ISAIA, "IL PRIMO DEGLI EVANGELISTI"


È il profeta che l'Avvento cristiano spesso coinvolge nelle sue letture liturgiche: accade anche in questa terza domenica. Eppure il brano che viene proposto, tratto dal capitolo 35 del libro di Isaia, è ricondotto dagli studiosi a un altro profeta anonimo.

Sì, perché Isaia è come un maestro che ha creato una sorta di scuola profetica durata un paio di secoli e i vari scritti sono confluiti, sotto il manto della sua autorità e del suo nome, nel libro che è detto appunto di Isaia e che si compone di 16.930 parole ebraiche, distribuite in 66 capitoli (quasi il 6% dell'intero Antico Testamento).

È arduo, nel nostro breve ritratto, parlare in modo compiuto di questo profeta che ha dominato la seconda metà dell'VIII sec. a.C., che è stato considerato quasi il Dante della poesia ebraica, che è stato definito da san Girolamo "il primo degli evangelisti" per l'uso frequente dei suoi testi messianici da parte del Nuovo Testamento. Il suo nome, tra l'altro, assomiglia per etimologia a quello di Gesù: significa, infatti, "il Signore salva", proprio come Matteo ci ricorda riguardo a Gesù che "salverà il suo popolo dai suoi peccati" (1,21).

La presenza di Isaia sulla ribalta della storia tormentata dei due re di Giuda, l'ostile Acaz e il giusto Ezechia, è testimoniata dai primi 39 capitoli del suo libro, anche se alcuni di essi sono da attribuire ad autori e a epoche successive (i capitoli 24-27 e 34-39). Un fascicolo di essi, dal 7 al 12, è particolarmente caro alla tradizione cristiana perché mette in scena un re atteso, cantato come l'Emmanuele, in ebraico "Dio con noi", segno della vicinanza più intensa del Signore al suo popolo.
Forse il profeta riponeva le sue speranze innanzitutto nel citato re Ezechia, un sovrano giusto e fedele, ma le sue parole delineano un orizzonte ancor più luminoso e glorioso.

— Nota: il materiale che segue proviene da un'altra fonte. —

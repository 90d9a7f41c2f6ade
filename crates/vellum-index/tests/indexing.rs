use std::path::Path;
use std::sync::Arc;
use std::time::{Duration, SystemTime};

use vellum_index::store::{EmbeddingStore, InMemoryStore, SqliteStore};
use vellum_index::{IndexService, ServiceConfig};
use vellum_llm::mock::MockEmbedder;

const GREETER_TS: &str = "\
function greet(name: string): string {
  return `Hello, ${name}`;
}

interface User {
  id: number;
  name: string;
}
";

const MATH_PY: &str = "\
def add(a, b):
    return a + b

def multiply(a, b):
    return a * b
";

const README_MD: &str = "\
# Project

This project demonstrates semantic indexing of a small tree.
";

fn write(root: &Path, rel: &str, content: &str) {
    let path = root.join(rel);
    std::fs::create_dir_all(path.parent().unwrap()).unwrap();
    std::fs::write(path, content).unwrap();
}

fn bump_mtime(path: &Path) {
    let file = std::fs::File::options().write(true).open(path).unwrap();
    file.set_modified(SystemTime::now() + Duration::from_secs(60))
        .unwrap();
}

fn project() -> tempfile::TempDir {
    let dir = tempfile::tempdir().unwrap();
    write(dir.path(), "src/greet.ts", GREETER_TS);
    write(dir.path(), "lib/math.py", MATH_PY);
    write(dir.path(), "README.md", README_MD);
    dir
}

async fn memory_service(
    root: &Path,
    provider: MockEmbedder,
) -> Arc<IndexService<MockEmbedder, InMemoryStore>> {
    IndexService::initialize(ServiceConfig::new(root), provider, InMemoryStore::new())
        .await
        .unwrap()
}

#[tokio::test]
async fn indexing_is_idempotent() {
    let dir = project();
    let provider = MockEmbedder::new();
    let service = memory_service(dir.path(), provider.clone()).await;

    let first = service.process_codebase().await.unwrap();
    assert_eq!(first.total_files, 3);
    assert_eq!(first.processed_files, 3);
    assert!(first.errors.is_empty());
    let snapshot = service.store().scan_all().await.unwrap();
    let calls = provider.calls();

    let second = service.process_codebase().await.unwrap();
    assert_eq!(second.processed_files, 0);
    assert_eq!(second.skipped_files, 3);
    assert_eq!(provider.calls(), calls);

    let after = service.store().scan_all().await.unwrap();
    assert_eq!(snapshot, after);
}

#[tokio::test]
async fn modified_file_is_the_only_one_reembedded() {
    let dir = project();
    let provider = MockEmbedder::new();
    let service = memory_service(dir.path(), provider.clone()).await;
    service.process_codebase().await.unwrap();

    let untouched_before = [
        service.get_embeddings_by_path("src/greet.ts").await.unwrap(),
        service.get_embeddings_by_path("README.md").await.unwrap(),
    ];
    let calls_before = provider.calls();

    let math = dir.path().join("lib/math.py");
    std::fs::write(
        &math,
        "def subtract(a, b):\n    return a - b\n\ndef divide(a, b):\n    return a / b\n",
    )
    .unwrap();
    bump_mtime(&math);

    let stats = service.process_codebase().await.unwrap();
    assert_eq!(stats.processed_files, 1);
    assert_eq!(stats.skipped_files, 2);
    assert_eq!(stats.processed_chunks, 2);
    assert_eq!(provider.calls(), calls_before + 2);

    let untouched_after = [
        service.get_embeddings_by_path("src/greet.ts").await.unwrap(),
        service.get_embeddings_by_path("README.md").await.unwrap(),
    ];
    for (before, after) in untouched_before.iter().zip(&untouched_after) {
        let stamps = |records: &[vellum_index::record::EmbeddingRecord]| {
            records.iter().map(|r| r.updated_at).collect::<Vec<_>>()
        };
        assert_eq!(stamps(before), stamps(after));
    }

    let names: Vec<Option<String>> = service
        .get_embeddings_by_path("lib/math.py")
        .await
        .unwrap()
        .into_iter()
        .map(|r| r.metadata.name)
        .collect();
    assert_eq!(
        names,
        vec![Some("subtract".to_owned()), Some("divide".to_owned())]
    );
}

#[tokio::test]
async fn touched_but_unchanged_file_is_not_reembedded() {
    let dir = project();
    let provider = MockEmbedder::new();
    let service = memory_service(dir.path(), provider.clone()).await;
    service.process_codebase().await.unwrap();
    let calls = provider.calls();

    bump_mtime(&dir.path().join("README.md"));
    let stats = service.process_codebase().await.unwrap();
    assert_eq!(stats.processed_files, 0);
    assert_eq!(stats.skipped_files, 3);
    assert_eq!(provider.calls(), calls);

    let again = service.process_codebase().await.unwrap();
    assert_eq!(again.skipped_files, 3);
}

#[tokio::test]
async fn deleted_file_is_pruned_and_delete_is_complete() {
    let dir = project();
    let service = memory_service(dir.path(), MockEmbedder::new()).await;
    service.process_codebase().await.unwrap();

    std::fs::remove_file(dir.path().join("lib/math.py")).unwrap();
    let stats = service.process_codebase().await.unwrap();
    assert_eq!(stats.removed_files, 1);
    assert!(service.get_embeddings_by_path("lib/math.py").await.unwrap().is_empty());

    let removed = service.delete_embeddings_by_path("src/greet.ts").await.unwrap();
    assert_eq!(removed, 2);
    assert!(service.get_embeddings_by_path("src/greet.ts").await.unwrap().is_empty());
    let all = service.store().scan_all().await.unwrap();
    assert!(all.iter().all(|r| r.file_path != "src/greet.ts"));
}

#[tokio::test]
async fn search_returns_top_k_in_order() {
    let dir = project();
    let service = memory_service(dir.path(), MockEmbedder::new().with_dimensions(4096)).await;
    service.process_codebase().await.unwrap();
    let total = service.get_stats().await.unwrap().total_embeddings;
    assert_eq!(total, 5);

    let hits = service.search_similar("greet user name", 3).await.unwrap();
    assert_eq!(hits.len(), 3);
    for pair in hits.windows(2) {
        assert!(pair[0].score >= pair[1].score);
    }
    assert_eq!(hits[0].record.file_path, "src/greet.ts");

    let all = service.search_similar("greet", 50).await.unwrap();
    assert_eq!(all.len(), 5);
}

#[tokio::test]
async fn relevant_chunks_rank_above_unrelated_ones() {
    let dir = tempfile::tempdir().unwrap();
    write(
        dir.path(),
        "ui/button.md",
        "# Button\n\nA react component that renders a clickable react button component.\n",
    );
    write(
        dir.path(),
        "ui/modal.md",
        "# Modal\n\nThis react component shows a modal dialog; every react component here is typed.\n",
    );
    write(
        dir.path(),
        "ui/list.md",
        "# List\n\nReusable react component for rendering list items as a component tree.\n",
    );
    write(
        dir.path(),
        "db/schema.md",
        "# Schema\n\nPostgres tables, migrations and indexes for billing records.\n",
    );
    write(
        dir.path(),
        "ops/deploy.md",
        "# Deploy\n\nShip containers to the cluster with rolling upgrades nightly.\n",
    );
    let service = memory_service(dir.path(), MockEmbedder::new().with_dimensions(4096)).await;
    service.process_codebase().await.unwrap();

    let hits = service.search_similar("react component", 5).await.unwrap();
    assert!(hits.len() <= 5);
    let top: Vec<&str> = hits
        .iter()
        .take(3)
        .map(|h| h.record.file_path.as_str())
        .collect();
    for path in ["ui/button.md", "ui/modal.md", "ui/list.md"] {
        assert!(top.contains(&path), "{path} not in top 3: {top:?}");
    }
}

#[tokio::test]
async fn failing_chunk_is_recorded_and_rest_of_file_is_kept() {
    let dir = tempfile::tempdir().unwrap();
    write(
        dir.path(),
        "src/mixed.ts",
        "\
function stable() {
  return 'this chunk embeds fine';
}

function broken() {
  return 'EXPLODE during embedding';
}
",
    );
    let service = memory_service(dir.path(), MockEmbedder::failing_on("EXPLODE")).await;

    let stats = service.process_codebase().await.unwrap();
    assert_eq!(stats.total_chunks, 2);
    assert_eq!(stats.processed_chunks, 1);
    assert_eq!(stats.processed_files, 1);
    assert_eq!(stats.errors.len(), 1);
    assert!(stats.errors[0].contains("src/mixed.ts"));

    let records = service.get_embeddings_by_path("src/mixed.ts").await.unwrap();
    assert_eq!(records.len(), 1);
    assert_eq!(records[0].metadata.name.as_deref(), Some("stable"));
    assert!(records[0].file_hash.is_empty());

    let retry = service.process_codebase().await.unwrap();
    assert_eq!(retry.skipped_files, 0);
    assert_eq!(retry.errors.len(), 1);
}

#[tokio::test]
async fn unavailable_service_errors_are_collected_not_raised() {
    let dir = project();
    let service = memory_service(dir.path(), MockEmbedder::unavailable()).await;

    let stats = service.process_codebase().await.unwrap();
    assert_eq!(stats.total_files, 3);
    assert_eq!(stats.processed_files, 0);
    assert_eq!(stats.errors.len(), 5);
    assert_eq!(service.get_stats().await.unwrap().total_embeddings, 0);
}

#[tokio::test]
async fn rebuild_reembeds_everything() {
    let dir = project();
    let provider = MockEmbedder::new();
    let service = memory_service(dir.path(), provider.clone()).await;
    service.process_codebase().await.unwrap();
    let calls = provider.calls();

    let stats = service.rebuild().await.unwrap();
    assert_eq!(stats.processed_files, 3);
    assert_eq!(provider.calls(), calls * 2);
    assert_eq!(service.get_stats().await.unwrap().total_embeddings, 5);
}

#[tokio::test]
async fn cancelled_run_stops_and_keeps_existing_records() {
    let dir = project();
    let service = memory_service(dir.path(), MockEmbedder::new()).await;
    service.process_codebase().await.unwrap();
    std::fs::remove_file(dir.path().join("README.md")).unwrap();

    let token = service.cancellation_token();
    token.cancel();
    let stats = service.process_codebase_with(&token).await.unwrap();
    assert!(stats.cancelled);
    assert_eq!(stats.removed_files, 0);
    assert_eq!(service.get_embeddings_by_path("README.md").await.unwrap().len(), 1);
}

#[tokio::test]
async fn clear_all_embeddings_empties_store() {
    let dir = project();
    let service = memory_service(dir.path(), MockEmbedder::new()).await;
    service.process_codebase().await.unwrap();

    assert_eq!(service.clear_all_embeddings().await.unwrap(), 5);
    let stats = service.get_stats().await.unwrap();
    assert_eq!(stats.total_embeddings, 0);
    assert_eq!(stats.unique_files, 0);
}

#[tokio::test]
async fn sqlite_backend_runs_full_pipeline() {
    let dir = project();
    let store = SqliteStore::open(":memory:").await.unwrap();
    let service = IndexService::initialize(
        ServiceConfig::new(dir.path()),
        MockEmbedder::new().with_dimensions(4096),
        store,
    )
    .await
    .unwrap();

    let stats = service.process_codebase().await.unwrap();
    assert_eq!(stats.processed_files, 3);

    let again = service.process_codebase().await.unwrap();
    assert_eq!(again.skipped_files, 3);

    let hits = service.search_similar("multiply", 1).await.unwrap();
    assert_eq!(hits.len(), 1);
    assert_eq!(hits[0].record.file_path, "lib/math.py");
    assert_eq!(hits[0].record.metadata.name.as_deref(), Some("multiply"));

    let stats = service.get_stats().await.unwrap();
    assert_eq!(stats.total_embeddings, 5);
    assert_eq!(stats.unique_files, 3);

    service.shutdown().await.unwrap();
}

È per questo che nel re Emmanuele la tradizione giudaica ha visto il profilo stesso del Messia e quella cristiana il volto di Cristo, presenza suprema di Dio in mezzo all'umanità. Anche i capitoli successivi, dal 40 al 55, opera di un profeta cantore del ritorno degli Ebrei dall'esilio babilonese, evento accaduto due secoli dopo Isaia, nel 520 a.C., contengono pagine che il cristianesimo ha letto come una prefigurazione del Cristo sofferente della passione: si tratta dei cosiddetti "canti del Servo del Signore", presenti nei capitoli 42,49,50 e 53. Infine, un'ultima sezione del libro di Isaia (capitoli 56-66) ci riporta ancor più avanti nella storia di Israele, quando il tempio di Sion, distrutto dai Babilonesi, rinasce ed è un segno di luce per i popoli.

Isaa con la sua parola severa e dolce al tempo stesso, con un messaggio che è stato ampliato per oltre due secoli, ci testimonia la fecondità della Parola di Dio che, attraverso la voce dei suoi profeti, risuona con vigore inquietando e consolando, gridando e educando, ma soprattutto facendo balenare la speranza in un mondo in pace: "Forgeranno le loro spade in vomeri, le loro lance in falci; un popolo non alzerà più la spada contro un altro popolo... Casa di Giacobbe, vieni, camminiamo nella luce del Signore!" (2,4-5).